** DATA EXTRACT follows **

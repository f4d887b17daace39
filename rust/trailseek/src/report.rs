use crate::resolver::Trail;
use crate::selector::Selection;
use serde::Serialize;
use std::fmt::Display;

/// Everything a run produces, ready to be rendered or serialized.
#[derive(Debug, Clone, PartialEq, Eq, Serialize)]
pub struct TrailReport {
    pub total_vertices: usize,
    pub source_vertices: usize,
    pub total_edges: usize,
    pub max_length: usize,
    pub max_drop: u64,
    pub path_count: usize,
    pub paths: Vec<Trail>,
}

impl TrailReport {
    pub fn new(
        total_vertices: usize,
        source_vertices: usize,
        total_edges: usize,
        selection: Selection,
    ) -> Self {
        Self {
            total_vertices,
            source_vertices,
            total_edges,
            max_length: selection.max_length,
            max_drop: selection.max_drop,
            path_count: selection.trails.len(),
            paths: selection.trails,
        }
    }

    /// Header lines with the graph statistics.
    pub fn summary_lines(&self) -> [String; 2] {
        [
            format!(
                "vertices -> (sources/total): ({}/{})",
                self.source_vertices, self.total_vertices
            ),
            format!("edges -> total {}", self.total_edges),
        ]
    }

    pub fn results_line(&self) -> String {
        format!(
            "No. of paths with the longest length ({}) and depth ({}): {}",
            self.max_length, self.max_drop, self.path_count
        )
    }
}

impl Display for Trail {
    /// `[r0_c0(9)]-[r0_c1(5)]-[r0_c2(1)]`
    fn fmt(&self, f: &mut std::fmt::Formatter<'_>) -> std::fmt::Result {
        for (i, step) in self.steps().iter().enumerate() {
            if i > 0 {
                write!(f, "-")?;
            }
            write!(f, "[{}({})]", step.id, step.value)?;
        }
        Ok(())
    }
}
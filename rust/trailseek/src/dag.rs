//! Descent graph derived from an elevation grid.
//!
//! Every cell becomes a vertex. A directed edge goes from a cell to each
//! 4-adjacent neighbor with a strictly lower elevation, so following edges
//! always strictly decreases the elevation and the graph is acyclic.
//!
//! A cell is a *source* when none of its existing neighbors is at least as
//! high as itself. Note that two equal neighbors are both non-sources while
//! no edge joins them; isolated plateaus therefore contribute no trails.

use crate::errors::{
    Result,
    TrailError,
};
use crate::grid::{
    CellId,
    Elevation,
    ElevationGrid,
};
use std::collections::VecDeque;
use std::ops::Range;
use tracing::{
    debug,
    instrument,
};

/// Index of a vertex in [`DescentGraph::vertices`]. Row-major over the grid.
pub type VertexIdx = usize;

#[derive(Debug, Clone, Copy, PartialEq, Eq)]
pub struct Vertex {
    pub id: CellId,
    pub value: Elevation,
    pub is_source: bool,
}

#[derive(Debug, Clone, Copy, PartialEq, Eq)]
pub struct Edge {
    pub from: VertexIdx,
    pub to: VertexIdx,
}

/// Immutable, index-based descent graph.
///
/// Outgoing edges are stored contiguously per vertex: the edges leaving
/// vertex `v` are `edges[edge_offsets[v]..edge_offsets[v + 1]]`, in the
/// grid's neighbor scan order (north, east, west, south).
#[derive(Debug, Clone)]
pub struct DescentGraph {
    cols: usize,
    vertices: Vec<Vertex>,
    edges: Vec<Edge>,
    edge_offsets: Vec<usize>,
}

impl DescentGraph {
    /// Builds the graph from a validated grid.
    #[instrument(level = "debug", skip_all, fields(rows = grid.rows(), cols = grid.cols()))]
    pub fn from_grid(grid: &ElevationGrid) -> Self {
        let mut vertices = Vec::with_capacity(grid.len());
        let mut edges = Vec::new();
        let mut edge_offsets = Vec::with_capacity(grid.len() + 1);
        edge_offsets.push(0);

        for (cell, value) in grid.iter_cells() {
            let from = grid.index_of(cell);
            let mut is_source = true;
            for (neighbor, neighbor_value) in grid.neighbors(cell) {
                if neighbor_value < value {
                    edges.push(Edge {
                        from,
                        to: grid.index_of(neighbor),
                    });
                } else {
                    is_source = false;
                }
            }
            vertices.push(Vertex {
                id: cell,
                value,
                is_source,
            });
            edge_offsets.push(edges.len());
        }

        debug!(
            "Built descent graph with {} vertices and {} edges",
            vertices.len(),
            edges.len()
        );

        Self {
            cols: grid.cols(),
            vertices,
            edges,
            edge_offsets,
        }
    }

    /// Assembles a graph from arbitrary parts, without the guarantees
    /// `from_grid` provides. Used to exercise the invariant checks.
    #[cfg(test)]
    pub(crate) fn from_raw_parts(cols: usize, vertices: Vec<Vertex>, mut edges: Vec<Edge>) -> Self {
        edges.sort_by_key(|e| e.from);
        let mut edge_offsets = vec![0; vertices.len() + 1];
        for e in edges.iter() {
            edge_offsets[e.from + 1] += 1;
        }
        for i in 0..vertices.len() {
            edge_offsets[i + 1] += edge_offsets[i];
        }
        Self {
            cols,
            vertices,
            edges,
            edge_offsets,
        }
    }

    pub fn vertices(&self) -> &[Vertex] {
        &self.vertices
    }

    pub fn edges(&self) -> &[Edge] {
        &self.edges
    }

    pub fn num_vertices(&self) -> usize {
        self.vertices.len()
    }

    pub fn num_edges(&self) -> usize {
        self.edges.len()
    }

    pub fn vertex(&self, idx: VertexIdx) -> &Vertex {
        &self.vertices[idx]
    }

    /// O(1) lookup of a vertex index from its cell id.
    pub fn index_of(&self, id: CellId) -> Option<VertexIdx> {
        if id.col >= self.cols {
            return None;
        }
        let idx = id.row.checked_mul(self.cols)?.checked_add(id.col)?;
        (idx < self.vertices.len()).then_some(idx)
    }

    pub fn vertex_by_id(&self, id: CellId) -> Option<&Vertex> {
        self.index_of(id).map(|idx| &self.vertices[idx])
    }

    /// Indices into [`Self::edges`] of the edges leaving `idx`.
    pub fn outgoing_edges(&self, idx: VertexIdx) -> Range<usize> {
        self.edge_offsets[idx]..self.edge_offsets[idx + 1]
    }

    /// Direct descendants of `idx`, in scan order.
    pub fn children(&self, idx: VertexIdx) -> impl Iterator<Item = VertexIdx> + '_ {
        self.edges[self.outgoing_edges(idx)].iter().map(|e| e.to)
    }

    pub fn has_edge(&self, from: VertexIdx, to: VertexIdx) -> bool {
        self.children(from).any(|c| c == to)
    }

    /// Source vertices in row-major order.
    pub fn sources(&self) -> impl Iterator<Item = VertexIdx> + '_ {
        self.vertices
            .iter()
            .enumerate()
            .filter(|(_, v)| v.is_source)
            .map(|(i, _)| i)
    }

    pub fn num_sources(&self) -> usize {
        self.vertices.iter().filter(|v| v.is_source).count()
    }

    /// Kahn's topological sort over the edge set.
    ///
    /// Ties are released in ascending vertex index, so the order is
    /// deterministic. Returns an [`TrailError::InvariantViolation`] when some
    /// vertices can never be released, i.e. they lie on or behind a cycle.
    pub fn topological_order(&self) -> Result<Vec<VertexIdx>> {
        let n = self.vertices.len();
        let mut in_degree = vec![0usize; n];
        for e in self.edges.iter() {
            in_degree[e.to] += 1;
        }

        let mut queue: VecDeque<VertexIdx> = (0..n).filter(|&i| in_degree[i] == 0).collect();
        let mut order = Vec::with_capacity(n);
        while let Some(v) = queue.pop_front() {
            order.push(v);
            for child in self.children(v) {
                in_degree[child] -= 1;
                if in_degree[child] == 0 {
                    queue.push_back(child);
                }
            }
        }

        if order.len() != n {
            return Err(TrailError::invariant(format!(
                "descent graph has a cycle: {} of {} vertices could not be ordered",
                n - order.len(),
                n
            )));
        }
        Ok(order)
    }
}

#[cfg(test)]
mod tests {
    use super::*;

    fn graph_of(rows: Vec<Vec<Elevation>>) -> DescentGraph {
        let grid = ElevationGrid::new(rows.len(), rows[0].len(), rows).unwrap();
        DescentGraph::from_grid(&grid)
    }

    #[test]
    fn test_single_cell_is_source_without_edges() {
        let g = graph_of(vec![vec![5]]);
        assert_eq!(g.num_vertices(), 1);
        assert_eq!(g.num_edges(), 0);
        assert!(g.vertex(0).is_source);
    }

    #[test]
    fn test_descending_row() {
        let g = graph_of(vec![vec![9, 5, 1]]);
        assert_eq!(g.sources().collect::<Vec<_>>(), vec![0]);
        assert_eq!(g.edges(), &[Edge { from: 0, to: 1 }, Edge { from: 1, to: 2 }]);
    }

    #[test]
    fn test_edges_follow_scan_order() {
        //   0 1 2
        // 0 1 2 1
        // 1 3 9 4
        // 2 1 0 1
        let g = graph_of(vec![vec![1, 2, 1], vec![3, 9, 4], vec![1, 0, 1]]);
        let center = g.index_of(CellId::new(1, 1)).unwrap();
        let children: Vec<_> = g.children(center).map(|c| g.vertex(c).id).collect();
        assert_eq!(
            children,
            vec![
                CellId::new(0, 1),
                CellId::new(1, 2),
                CellId::new(1, 0),
                CellId::new(2, 1),
            ]
        );
        assert!(g.vertex(center).is_source);
        assert_eq!(g.num_sources(), 1);
    }

    #[test]
    fn test_plateau_has_no_sources_and_no_edges() {
        let g = graph_of(vec![vec![5, 5]]);
        assert_eq!(g.num_sources(), 0);
        assert_eq!(g.num_edges(), 0);
    }

    #[test]
    fn test_plateau_marks_non_source_without_incoming_edge() {
        // Both 7s only see lower cells plus each other.
        let g = graph_of(vec![vec![7, 7], vec![1, 1]]);
        assert_eq!(g.num_sources(), 0);
        let top_left = g.index_of(CellId::new(0, 0)).unwrap();
        assert!(g.edges().iter().all(|e| e.to != top_left));
        assert_eq!(g.num_edges(), 2);
    }

    #[test]
    fn test_index_lookup() {
        let g = graph_of(vec![vec![1, 2, 3], vec![4, 5, 6]]);
        assert_eq!(g.index_of(CellId::new(1, 2)), Some(5));
        assert_eq!(g.vertex_by_id(CellId::new(1, 0)).map(|v| v.value), Some(4));
        assert_eq!(g.index_of(CellId::new(2, 0)), None);
        assert_eq!(g.index_of(CellId::new(0, 3)), None);
        assert_eq!(g.index_of(CellId::new(usize::MAX, 0)), None);
        assert_eq!(g.index_of(CellId::new(usize::MAX / 3 + 1, 2)), None);
    }

    #[test]
    fn test_topological_order_respects_edges() {
        let g = graph_of(vec![vec![4, 3, 8], vec![3, 2, 7], vec![6, 9, 1]]);
        let order = g.topological_order().unwrap();
        let mut position = vec![0; order.len()];
        for (pos, v) in order.iter().enumerate() {
            position[*v] = pos;
        }
        for e in g.edges() {
            assert!(position[e.from] < position[e.to]);
        }
    }

    #[test]
    fn test_topological_order_detects_cycle() {
        let vertices = vec![
            Vertex {
                id: CellId::new(0, 0),
                value: 1,
                is_source: false,
            },
            Vertex {
                id: CellId::new(0, 1),
                value: 1,
                is_source: false,
            },
        ];
        let edges = vec![Edge { from: 0, to: 1 }, Edge { from: 1, to: 0 }];
        let g = DescentGraph::from_raw_parts(2, vertices, edges);
        let err = g.topological_order().unwrap_err();
        assert!(matches!(err, TrailError::InvariantViolation { .. }));
    }
}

** End of DATA EXTRACT **

**ACTIVITY:** Which lines of the entries above contain the string "rust"? Copy each one.

**SOLVED PROBLEM:**
filename rust/trailseek/src/report.rs
filename rust/trailseek/src/dag.rs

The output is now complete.